• About this exercise:
Looking at the entries, say how many lines contain the string "when". Offer nothing besides the number.

• Available data:

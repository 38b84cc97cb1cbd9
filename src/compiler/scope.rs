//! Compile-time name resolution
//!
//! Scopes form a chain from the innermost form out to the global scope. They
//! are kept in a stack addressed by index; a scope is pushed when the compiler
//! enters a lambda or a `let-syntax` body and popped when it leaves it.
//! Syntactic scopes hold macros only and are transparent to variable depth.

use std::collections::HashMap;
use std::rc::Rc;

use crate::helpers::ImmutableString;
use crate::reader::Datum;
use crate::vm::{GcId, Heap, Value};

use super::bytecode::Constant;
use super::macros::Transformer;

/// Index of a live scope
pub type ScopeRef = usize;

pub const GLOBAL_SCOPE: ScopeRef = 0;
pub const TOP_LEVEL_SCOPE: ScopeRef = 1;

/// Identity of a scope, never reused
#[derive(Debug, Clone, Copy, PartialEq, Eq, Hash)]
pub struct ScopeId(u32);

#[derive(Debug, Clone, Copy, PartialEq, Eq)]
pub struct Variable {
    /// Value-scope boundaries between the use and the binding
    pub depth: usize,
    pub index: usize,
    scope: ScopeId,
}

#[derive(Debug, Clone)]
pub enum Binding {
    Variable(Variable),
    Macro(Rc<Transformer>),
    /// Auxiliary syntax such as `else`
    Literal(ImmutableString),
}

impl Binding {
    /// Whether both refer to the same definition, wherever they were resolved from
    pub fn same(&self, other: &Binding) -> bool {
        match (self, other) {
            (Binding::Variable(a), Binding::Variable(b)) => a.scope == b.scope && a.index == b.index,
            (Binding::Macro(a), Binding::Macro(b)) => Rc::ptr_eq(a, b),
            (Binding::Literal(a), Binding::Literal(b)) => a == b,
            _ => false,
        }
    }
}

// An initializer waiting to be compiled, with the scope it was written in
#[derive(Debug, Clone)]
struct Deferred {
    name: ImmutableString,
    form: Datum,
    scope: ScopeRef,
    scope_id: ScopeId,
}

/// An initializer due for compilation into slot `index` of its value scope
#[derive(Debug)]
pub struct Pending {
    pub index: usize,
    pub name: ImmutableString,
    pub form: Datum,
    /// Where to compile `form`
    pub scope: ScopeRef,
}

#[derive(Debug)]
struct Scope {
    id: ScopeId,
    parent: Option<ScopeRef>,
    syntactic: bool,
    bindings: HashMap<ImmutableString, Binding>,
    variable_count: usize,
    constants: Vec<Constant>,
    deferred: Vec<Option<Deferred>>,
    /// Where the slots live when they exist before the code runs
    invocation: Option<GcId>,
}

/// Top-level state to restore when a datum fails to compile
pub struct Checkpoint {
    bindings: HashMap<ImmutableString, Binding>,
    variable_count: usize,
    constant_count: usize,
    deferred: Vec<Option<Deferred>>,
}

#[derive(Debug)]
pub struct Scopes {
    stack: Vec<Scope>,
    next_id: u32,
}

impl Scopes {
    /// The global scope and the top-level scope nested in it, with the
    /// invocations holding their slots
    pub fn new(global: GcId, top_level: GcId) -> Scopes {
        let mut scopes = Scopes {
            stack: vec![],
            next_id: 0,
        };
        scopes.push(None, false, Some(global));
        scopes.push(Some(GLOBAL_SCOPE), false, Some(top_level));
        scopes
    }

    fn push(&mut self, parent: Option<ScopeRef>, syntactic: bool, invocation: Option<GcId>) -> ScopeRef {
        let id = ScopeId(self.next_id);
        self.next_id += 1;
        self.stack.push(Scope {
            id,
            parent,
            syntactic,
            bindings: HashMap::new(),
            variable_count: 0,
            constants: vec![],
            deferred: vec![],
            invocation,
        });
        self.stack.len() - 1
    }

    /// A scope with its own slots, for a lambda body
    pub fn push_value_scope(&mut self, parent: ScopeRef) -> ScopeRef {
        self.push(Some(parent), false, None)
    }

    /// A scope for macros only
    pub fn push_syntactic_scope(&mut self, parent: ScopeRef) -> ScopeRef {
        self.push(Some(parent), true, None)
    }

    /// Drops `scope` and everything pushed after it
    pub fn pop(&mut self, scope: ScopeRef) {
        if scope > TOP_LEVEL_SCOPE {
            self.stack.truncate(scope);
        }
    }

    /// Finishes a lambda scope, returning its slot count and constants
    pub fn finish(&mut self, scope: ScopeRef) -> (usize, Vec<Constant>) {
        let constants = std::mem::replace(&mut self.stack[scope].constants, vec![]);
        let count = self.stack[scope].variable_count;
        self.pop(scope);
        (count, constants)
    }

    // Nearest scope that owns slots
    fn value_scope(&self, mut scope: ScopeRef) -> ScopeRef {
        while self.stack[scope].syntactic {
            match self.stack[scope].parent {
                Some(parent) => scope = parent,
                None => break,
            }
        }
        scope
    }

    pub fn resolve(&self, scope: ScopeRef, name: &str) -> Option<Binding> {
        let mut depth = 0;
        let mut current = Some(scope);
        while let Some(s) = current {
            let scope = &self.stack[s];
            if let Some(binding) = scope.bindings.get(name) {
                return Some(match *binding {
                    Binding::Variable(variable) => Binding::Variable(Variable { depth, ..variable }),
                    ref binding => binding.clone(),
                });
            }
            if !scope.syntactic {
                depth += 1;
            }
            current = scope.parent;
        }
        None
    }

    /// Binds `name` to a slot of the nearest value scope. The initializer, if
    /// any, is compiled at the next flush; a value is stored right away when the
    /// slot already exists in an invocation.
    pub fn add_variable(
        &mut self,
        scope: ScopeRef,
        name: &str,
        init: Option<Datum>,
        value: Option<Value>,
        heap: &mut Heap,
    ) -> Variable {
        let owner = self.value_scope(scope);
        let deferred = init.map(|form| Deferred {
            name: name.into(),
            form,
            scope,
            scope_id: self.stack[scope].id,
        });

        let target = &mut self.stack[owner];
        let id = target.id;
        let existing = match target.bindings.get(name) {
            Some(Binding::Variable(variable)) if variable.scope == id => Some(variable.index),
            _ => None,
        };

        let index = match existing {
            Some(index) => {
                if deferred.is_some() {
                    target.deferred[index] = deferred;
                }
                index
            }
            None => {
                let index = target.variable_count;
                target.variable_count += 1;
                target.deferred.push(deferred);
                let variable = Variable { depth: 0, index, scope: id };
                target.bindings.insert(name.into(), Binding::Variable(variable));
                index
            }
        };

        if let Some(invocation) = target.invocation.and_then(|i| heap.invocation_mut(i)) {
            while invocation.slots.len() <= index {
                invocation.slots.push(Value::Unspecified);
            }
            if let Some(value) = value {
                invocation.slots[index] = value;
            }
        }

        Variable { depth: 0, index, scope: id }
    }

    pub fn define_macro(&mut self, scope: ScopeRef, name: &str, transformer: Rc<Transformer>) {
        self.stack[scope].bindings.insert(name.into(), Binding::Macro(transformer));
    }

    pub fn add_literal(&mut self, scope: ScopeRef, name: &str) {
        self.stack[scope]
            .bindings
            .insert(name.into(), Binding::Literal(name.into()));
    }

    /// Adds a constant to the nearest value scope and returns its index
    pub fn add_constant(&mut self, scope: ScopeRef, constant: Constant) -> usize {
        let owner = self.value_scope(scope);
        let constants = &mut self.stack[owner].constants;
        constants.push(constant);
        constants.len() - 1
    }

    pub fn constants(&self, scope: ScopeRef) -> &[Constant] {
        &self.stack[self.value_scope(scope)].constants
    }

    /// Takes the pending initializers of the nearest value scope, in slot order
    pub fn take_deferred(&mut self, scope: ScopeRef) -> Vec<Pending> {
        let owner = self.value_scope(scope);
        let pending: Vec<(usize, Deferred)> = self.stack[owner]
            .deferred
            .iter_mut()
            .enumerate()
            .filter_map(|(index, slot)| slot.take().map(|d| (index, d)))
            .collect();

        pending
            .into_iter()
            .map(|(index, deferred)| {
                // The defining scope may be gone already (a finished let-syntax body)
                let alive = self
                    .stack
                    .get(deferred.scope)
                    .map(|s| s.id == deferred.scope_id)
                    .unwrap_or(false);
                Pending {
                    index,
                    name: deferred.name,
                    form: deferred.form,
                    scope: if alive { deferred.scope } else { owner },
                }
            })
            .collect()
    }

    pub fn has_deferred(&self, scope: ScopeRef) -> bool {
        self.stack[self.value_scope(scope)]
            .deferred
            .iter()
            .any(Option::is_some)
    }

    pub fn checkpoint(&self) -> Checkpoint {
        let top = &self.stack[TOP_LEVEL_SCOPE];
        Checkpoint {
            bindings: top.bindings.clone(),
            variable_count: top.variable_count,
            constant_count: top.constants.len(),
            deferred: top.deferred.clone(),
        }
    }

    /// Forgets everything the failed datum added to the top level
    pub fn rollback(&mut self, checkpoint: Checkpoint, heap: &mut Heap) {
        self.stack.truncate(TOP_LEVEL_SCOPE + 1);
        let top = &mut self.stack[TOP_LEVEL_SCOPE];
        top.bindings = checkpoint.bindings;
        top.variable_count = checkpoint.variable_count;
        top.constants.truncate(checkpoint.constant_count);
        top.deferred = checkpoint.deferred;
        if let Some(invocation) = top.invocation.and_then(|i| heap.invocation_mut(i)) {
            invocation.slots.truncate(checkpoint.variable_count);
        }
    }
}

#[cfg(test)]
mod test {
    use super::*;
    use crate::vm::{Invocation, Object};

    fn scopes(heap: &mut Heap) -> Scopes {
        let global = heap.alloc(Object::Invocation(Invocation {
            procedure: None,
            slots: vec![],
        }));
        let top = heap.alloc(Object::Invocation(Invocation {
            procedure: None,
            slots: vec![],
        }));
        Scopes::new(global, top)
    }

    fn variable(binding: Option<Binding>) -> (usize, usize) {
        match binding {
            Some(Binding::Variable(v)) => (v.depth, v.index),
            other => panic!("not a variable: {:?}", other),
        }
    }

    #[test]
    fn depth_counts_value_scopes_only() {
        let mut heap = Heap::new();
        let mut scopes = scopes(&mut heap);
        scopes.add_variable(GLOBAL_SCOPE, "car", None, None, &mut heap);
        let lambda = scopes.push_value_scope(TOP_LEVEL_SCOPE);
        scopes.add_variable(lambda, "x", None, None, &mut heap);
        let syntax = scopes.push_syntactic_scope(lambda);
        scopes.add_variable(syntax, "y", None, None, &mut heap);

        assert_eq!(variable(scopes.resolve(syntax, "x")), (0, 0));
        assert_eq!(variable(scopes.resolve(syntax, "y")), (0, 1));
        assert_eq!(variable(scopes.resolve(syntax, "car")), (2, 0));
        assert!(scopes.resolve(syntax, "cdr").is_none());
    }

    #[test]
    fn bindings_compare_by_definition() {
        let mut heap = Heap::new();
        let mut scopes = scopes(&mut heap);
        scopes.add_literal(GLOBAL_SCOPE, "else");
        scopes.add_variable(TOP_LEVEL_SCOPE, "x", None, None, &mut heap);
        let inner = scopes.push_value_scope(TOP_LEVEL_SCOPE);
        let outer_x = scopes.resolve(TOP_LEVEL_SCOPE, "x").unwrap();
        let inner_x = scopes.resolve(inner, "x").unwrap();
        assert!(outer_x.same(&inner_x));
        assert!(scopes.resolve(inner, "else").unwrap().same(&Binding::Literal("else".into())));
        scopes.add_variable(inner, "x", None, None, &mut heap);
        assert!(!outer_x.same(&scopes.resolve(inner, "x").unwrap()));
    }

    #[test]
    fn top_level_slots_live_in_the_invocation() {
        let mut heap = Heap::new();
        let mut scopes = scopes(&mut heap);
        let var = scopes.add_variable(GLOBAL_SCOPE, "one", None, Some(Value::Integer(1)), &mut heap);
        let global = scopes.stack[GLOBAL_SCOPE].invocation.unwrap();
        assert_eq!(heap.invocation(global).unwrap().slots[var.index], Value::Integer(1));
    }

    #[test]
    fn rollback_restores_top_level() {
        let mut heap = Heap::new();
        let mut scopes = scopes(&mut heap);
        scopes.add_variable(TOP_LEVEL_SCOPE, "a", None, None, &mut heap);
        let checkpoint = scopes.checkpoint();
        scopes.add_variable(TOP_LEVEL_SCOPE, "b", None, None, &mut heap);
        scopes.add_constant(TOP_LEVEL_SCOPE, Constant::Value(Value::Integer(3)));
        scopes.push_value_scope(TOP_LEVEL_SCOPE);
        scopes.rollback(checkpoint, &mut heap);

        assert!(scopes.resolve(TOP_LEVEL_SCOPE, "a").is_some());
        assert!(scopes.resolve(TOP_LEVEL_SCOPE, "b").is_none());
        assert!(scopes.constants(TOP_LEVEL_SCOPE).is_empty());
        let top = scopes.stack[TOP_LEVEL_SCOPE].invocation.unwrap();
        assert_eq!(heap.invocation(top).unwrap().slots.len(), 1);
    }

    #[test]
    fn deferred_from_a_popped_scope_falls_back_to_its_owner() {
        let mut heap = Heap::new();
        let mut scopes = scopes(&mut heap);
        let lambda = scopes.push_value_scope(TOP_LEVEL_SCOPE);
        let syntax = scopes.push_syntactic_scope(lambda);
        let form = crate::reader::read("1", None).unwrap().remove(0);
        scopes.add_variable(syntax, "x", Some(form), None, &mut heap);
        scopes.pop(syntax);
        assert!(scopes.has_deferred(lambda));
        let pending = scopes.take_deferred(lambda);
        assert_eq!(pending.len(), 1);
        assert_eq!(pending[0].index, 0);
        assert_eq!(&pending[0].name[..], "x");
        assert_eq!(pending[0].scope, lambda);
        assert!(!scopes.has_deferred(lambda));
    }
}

...

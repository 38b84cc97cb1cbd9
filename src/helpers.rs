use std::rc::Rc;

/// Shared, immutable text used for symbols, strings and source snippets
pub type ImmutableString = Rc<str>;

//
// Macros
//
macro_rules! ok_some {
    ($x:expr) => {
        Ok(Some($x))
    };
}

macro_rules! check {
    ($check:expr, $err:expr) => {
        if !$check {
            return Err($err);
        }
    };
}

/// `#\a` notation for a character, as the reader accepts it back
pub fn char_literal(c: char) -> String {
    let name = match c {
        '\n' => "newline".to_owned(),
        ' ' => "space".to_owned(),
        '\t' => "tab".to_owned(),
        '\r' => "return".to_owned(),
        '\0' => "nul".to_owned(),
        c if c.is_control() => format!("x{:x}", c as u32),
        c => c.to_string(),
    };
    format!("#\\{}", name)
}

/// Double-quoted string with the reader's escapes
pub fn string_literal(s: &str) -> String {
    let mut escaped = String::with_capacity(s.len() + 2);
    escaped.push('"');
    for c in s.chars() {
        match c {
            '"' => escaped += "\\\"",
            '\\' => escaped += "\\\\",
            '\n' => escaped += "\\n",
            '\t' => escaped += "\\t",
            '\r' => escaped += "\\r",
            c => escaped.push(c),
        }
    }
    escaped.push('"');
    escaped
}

...

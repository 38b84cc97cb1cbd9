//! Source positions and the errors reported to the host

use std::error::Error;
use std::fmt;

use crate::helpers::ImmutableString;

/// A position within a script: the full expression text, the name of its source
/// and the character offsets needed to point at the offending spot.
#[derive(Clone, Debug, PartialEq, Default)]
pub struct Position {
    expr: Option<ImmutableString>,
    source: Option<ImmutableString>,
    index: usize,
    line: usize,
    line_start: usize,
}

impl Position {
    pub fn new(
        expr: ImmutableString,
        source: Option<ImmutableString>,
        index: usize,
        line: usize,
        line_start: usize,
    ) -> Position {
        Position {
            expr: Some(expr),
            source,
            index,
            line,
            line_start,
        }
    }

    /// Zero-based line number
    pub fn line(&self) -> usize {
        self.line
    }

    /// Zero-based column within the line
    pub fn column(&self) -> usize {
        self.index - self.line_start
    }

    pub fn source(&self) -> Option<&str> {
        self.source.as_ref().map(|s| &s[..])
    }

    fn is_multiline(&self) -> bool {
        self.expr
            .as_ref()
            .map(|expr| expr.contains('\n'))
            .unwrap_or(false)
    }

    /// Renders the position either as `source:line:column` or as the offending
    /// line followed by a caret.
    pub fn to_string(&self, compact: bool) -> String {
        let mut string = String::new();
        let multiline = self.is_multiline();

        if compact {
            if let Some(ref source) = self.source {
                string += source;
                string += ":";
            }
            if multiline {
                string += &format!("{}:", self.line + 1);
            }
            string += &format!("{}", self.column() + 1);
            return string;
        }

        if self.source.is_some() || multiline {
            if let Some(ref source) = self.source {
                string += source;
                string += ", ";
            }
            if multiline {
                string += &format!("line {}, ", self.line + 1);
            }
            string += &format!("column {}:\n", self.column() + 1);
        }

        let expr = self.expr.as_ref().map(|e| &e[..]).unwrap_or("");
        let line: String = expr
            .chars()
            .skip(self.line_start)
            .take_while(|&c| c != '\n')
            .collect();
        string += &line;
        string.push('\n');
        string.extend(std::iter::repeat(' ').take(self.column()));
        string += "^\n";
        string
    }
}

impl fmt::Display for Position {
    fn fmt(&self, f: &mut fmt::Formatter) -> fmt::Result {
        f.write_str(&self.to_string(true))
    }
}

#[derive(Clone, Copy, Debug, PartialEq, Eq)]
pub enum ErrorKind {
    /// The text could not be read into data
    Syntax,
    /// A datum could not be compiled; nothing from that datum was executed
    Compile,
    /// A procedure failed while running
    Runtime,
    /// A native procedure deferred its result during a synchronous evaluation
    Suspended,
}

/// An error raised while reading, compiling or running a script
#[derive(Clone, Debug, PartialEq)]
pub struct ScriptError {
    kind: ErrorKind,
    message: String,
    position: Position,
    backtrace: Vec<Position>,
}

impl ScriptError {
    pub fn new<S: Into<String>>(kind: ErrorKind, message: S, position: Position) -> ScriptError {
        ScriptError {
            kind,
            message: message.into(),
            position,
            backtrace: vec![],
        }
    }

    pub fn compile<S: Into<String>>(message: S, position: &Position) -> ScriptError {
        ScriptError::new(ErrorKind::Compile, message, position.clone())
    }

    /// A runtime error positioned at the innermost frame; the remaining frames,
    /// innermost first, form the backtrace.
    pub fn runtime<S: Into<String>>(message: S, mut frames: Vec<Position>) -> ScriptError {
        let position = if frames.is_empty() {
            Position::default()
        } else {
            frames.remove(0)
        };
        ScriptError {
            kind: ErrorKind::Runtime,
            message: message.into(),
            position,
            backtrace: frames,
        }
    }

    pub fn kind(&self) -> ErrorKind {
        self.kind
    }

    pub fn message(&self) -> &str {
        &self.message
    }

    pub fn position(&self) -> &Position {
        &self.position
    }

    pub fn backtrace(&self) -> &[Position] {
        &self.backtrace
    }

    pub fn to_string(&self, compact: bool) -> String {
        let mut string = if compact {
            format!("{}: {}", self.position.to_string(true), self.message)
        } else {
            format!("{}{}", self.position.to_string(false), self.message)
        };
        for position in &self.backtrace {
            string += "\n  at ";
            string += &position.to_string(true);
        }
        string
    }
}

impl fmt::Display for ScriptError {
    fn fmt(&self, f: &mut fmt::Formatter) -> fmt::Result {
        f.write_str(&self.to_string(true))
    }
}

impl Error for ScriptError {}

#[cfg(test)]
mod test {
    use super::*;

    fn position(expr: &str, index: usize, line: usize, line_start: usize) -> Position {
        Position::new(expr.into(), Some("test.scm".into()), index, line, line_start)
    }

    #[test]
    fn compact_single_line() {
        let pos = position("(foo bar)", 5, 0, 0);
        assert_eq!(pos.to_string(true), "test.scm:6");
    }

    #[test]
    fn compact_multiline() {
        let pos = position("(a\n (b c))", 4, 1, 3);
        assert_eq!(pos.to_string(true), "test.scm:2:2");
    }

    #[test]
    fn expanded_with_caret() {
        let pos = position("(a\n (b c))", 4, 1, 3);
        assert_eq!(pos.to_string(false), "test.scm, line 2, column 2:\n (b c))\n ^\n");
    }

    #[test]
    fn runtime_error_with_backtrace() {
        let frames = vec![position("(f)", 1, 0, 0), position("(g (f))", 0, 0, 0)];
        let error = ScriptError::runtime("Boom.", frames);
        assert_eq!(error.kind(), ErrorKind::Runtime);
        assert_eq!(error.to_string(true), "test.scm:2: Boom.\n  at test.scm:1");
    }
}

• Exercise response:
5